## [Task prompt]
State how many lines of the entries hold the string "Duration", and output nothing but that count.
(Dataset content)
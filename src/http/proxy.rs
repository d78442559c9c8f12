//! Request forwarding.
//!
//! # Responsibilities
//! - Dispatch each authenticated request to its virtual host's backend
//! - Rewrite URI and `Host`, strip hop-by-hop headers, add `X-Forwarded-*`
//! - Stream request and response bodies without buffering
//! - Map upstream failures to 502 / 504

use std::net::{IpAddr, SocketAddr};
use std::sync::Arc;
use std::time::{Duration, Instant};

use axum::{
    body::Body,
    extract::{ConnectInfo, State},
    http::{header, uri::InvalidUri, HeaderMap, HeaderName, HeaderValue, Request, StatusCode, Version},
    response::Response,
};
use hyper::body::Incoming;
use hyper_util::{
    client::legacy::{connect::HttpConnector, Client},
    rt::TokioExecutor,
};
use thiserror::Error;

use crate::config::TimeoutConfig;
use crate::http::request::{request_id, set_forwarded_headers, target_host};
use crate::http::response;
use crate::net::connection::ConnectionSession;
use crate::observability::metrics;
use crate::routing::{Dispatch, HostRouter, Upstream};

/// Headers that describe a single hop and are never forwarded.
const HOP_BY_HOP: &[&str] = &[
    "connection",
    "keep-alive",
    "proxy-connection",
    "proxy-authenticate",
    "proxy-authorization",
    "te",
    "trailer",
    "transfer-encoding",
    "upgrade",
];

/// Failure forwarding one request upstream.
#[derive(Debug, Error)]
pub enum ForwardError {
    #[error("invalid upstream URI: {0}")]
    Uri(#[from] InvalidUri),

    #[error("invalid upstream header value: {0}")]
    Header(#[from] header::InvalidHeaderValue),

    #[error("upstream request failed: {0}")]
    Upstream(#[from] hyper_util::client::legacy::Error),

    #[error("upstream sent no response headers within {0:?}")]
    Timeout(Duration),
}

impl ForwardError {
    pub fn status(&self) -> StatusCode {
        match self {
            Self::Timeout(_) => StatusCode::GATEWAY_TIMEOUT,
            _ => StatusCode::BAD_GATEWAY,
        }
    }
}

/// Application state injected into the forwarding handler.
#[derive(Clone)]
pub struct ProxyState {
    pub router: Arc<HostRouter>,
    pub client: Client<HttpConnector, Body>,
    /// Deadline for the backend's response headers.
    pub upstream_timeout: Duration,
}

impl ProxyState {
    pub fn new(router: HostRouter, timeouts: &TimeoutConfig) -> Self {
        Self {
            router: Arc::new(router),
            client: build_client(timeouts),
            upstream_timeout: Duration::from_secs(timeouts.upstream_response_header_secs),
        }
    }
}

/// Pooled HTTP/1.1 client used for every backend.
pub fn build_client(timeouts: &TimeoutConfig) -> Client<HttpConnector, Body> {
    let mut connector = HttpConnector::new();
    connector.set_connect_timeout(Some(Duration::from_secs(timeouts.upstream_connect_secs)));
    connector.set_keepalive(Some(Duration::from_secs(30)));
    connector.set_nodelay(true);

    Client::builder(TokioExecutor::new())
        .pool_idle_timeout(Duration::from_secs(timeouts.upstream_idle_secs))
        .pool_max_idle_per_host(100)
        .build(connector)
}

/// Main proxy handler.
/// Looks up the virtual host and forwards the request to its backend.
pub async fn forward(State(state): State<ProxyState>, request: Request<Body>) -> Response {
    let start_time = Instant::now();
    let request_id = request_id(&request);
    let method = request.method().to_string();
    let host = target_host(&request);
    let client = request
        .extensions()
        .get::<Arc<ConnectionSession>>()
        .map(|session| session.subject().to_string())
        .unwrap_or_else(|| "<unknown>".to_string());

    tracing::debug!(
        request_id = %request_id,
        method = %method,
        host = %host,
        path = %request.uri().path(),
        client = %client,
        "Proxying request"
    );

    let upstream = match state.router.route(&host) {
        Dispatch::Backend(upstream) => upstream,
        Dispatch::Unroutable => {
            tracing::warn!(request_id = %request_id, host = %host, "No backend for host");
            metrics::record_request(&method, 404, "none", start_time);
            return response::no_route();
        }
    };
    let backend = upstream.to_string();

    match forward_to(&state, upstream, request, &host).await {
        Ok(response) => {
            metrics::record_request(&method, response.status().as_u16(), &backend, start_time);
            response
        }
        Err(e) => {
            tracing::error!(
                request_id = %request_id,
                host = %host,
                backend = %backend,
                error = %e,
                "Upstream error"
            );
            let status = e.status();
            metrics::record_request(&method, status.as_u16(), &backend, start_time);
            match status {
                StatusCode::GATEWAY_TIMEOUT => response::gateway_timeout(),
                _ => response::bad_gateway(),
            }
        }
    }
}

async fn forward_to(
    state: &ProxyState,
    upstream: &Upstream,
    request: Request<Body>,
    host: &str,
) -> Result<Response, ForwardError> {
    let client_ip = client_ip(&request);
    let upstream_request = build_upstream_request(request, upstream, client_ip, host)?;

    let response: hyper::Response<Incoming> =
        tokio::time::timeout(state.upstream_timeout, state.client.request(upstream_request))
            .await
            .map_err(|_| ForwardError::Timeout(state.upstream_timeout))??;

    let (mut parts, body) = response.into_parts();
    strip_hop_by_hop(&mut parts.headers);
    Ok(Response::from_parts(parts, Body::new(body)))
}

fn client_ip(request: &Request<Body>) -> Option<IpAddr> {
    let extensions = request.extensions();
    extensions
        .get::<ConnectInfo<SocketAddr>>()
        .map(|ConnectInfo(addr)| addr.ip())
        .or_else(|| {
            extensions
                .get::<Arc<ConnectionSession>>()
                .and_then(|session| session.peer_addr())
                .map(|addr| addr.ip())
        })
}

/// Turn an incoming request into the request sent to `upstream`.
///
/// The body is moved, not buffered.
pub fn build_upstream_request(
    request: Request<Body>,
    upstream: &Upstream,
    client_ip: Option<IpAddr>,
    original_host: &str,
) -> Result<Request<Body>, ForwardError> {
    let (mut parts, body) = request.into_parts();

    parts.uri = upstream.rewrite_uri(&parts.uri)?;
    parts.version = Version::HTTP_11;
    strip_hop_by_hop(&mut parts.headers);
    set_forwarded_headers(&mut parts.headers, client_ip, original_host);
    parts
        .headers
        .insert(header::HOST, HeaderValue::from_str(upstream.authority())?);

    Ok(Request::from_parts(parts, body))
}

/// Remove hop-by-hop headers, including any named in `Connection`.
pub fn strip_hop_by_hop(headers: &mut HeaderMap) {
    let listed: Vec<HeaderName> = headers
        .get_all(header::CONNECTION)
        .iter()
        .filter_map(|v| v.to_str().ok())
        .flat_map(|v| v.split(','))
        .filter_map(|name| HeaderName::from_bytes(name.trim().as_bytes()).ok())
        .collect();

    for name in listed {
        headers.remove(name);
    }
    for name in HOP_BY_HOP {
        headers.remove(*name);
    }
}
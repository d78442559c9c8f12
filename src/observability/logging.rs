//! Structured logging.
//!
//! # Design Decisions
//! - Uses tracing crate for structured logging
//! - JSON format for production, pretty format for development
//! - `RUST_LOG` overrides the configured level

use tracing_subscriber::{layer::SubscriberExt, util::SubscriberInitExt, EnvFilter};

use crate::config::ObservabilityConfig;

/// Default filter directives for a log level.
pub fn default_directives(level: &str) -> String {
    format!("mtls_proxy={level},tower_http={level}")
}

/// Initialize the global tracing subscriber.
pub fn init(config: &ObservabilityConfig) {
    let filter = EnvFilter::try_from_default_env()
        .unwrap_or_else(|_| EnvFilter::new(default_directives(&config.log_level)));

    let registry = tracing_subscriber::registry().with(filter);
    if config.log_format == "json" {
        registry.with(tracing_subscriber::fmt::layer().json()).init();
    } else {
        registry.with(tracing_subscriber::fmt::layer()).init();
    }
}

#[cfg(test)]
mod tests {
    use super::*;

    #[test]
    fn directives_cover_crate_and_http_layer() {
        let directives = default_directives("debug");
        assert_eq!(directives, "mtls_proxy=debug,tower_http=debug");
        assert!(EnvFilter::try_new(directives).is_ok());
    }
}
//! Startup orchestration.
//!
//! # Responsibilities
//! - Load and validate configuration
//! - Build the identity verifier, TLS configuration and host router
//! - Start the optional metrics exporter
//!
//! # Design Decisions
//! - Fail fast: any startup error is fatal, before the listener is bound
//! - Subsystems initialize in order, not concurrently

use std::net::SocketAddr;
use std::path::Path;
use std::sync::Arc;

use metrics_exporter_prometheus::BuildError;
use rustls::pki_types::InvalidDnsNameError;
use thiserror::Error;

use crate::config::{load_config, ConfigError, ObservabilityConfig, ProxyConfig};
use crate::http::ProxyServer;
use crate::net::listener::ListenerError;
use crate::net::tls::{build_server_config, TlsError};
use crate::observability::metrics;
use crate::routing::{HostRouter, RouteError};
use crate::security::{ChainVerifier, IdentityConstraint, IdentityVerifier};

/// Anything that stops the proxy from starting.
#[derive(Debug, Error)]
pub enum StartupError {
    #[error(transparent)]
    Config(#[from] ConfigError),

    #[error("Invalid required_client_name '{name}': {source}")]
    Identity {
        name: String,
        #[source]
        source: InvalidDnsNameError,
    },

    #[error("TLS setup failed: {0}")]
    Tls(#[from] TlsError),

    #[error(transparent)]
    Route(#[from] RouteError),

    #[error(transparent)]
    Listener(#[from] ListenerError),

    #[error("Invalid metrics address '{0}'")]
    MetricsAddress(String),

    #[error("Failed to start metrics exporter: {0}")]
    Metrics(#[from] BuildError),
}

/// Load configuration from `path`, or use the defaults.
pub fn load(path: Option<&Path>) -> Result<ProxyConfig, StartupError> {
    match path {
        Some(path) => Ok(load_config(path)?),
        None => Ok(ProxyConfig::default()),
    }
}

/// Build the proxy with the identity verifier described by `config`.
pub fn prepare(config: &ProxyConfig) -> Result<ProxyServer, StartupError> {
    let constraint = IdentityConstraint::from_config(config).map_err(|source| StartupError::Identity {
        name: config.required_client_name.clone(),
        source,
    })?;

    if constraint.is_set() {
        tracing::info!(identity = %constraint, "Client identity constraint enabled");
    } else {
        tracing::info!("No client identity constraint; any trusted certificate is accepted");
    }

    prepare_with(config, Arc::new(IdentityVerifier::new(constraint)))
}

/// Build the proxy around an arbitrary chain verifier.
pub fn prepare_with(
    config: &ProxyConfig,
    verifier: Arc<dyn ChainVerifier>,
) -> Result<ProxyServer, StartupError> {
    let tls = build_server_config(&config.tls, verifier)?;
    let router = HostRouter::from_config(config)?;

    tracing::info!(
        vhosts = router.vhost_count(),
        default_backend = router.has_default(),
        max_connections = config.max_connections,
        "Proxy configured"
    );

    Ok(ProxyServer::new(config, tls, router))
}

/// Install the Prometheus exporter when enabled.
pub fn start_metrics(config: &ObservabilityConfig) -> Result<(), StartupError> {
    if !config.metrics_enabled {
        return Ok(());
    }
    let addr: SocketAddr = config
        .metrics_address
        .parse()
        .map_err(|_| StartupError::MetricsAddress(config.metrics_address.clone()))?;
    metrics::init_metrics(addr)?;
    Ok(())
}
(End Dataset content)
## [Exercise result]
7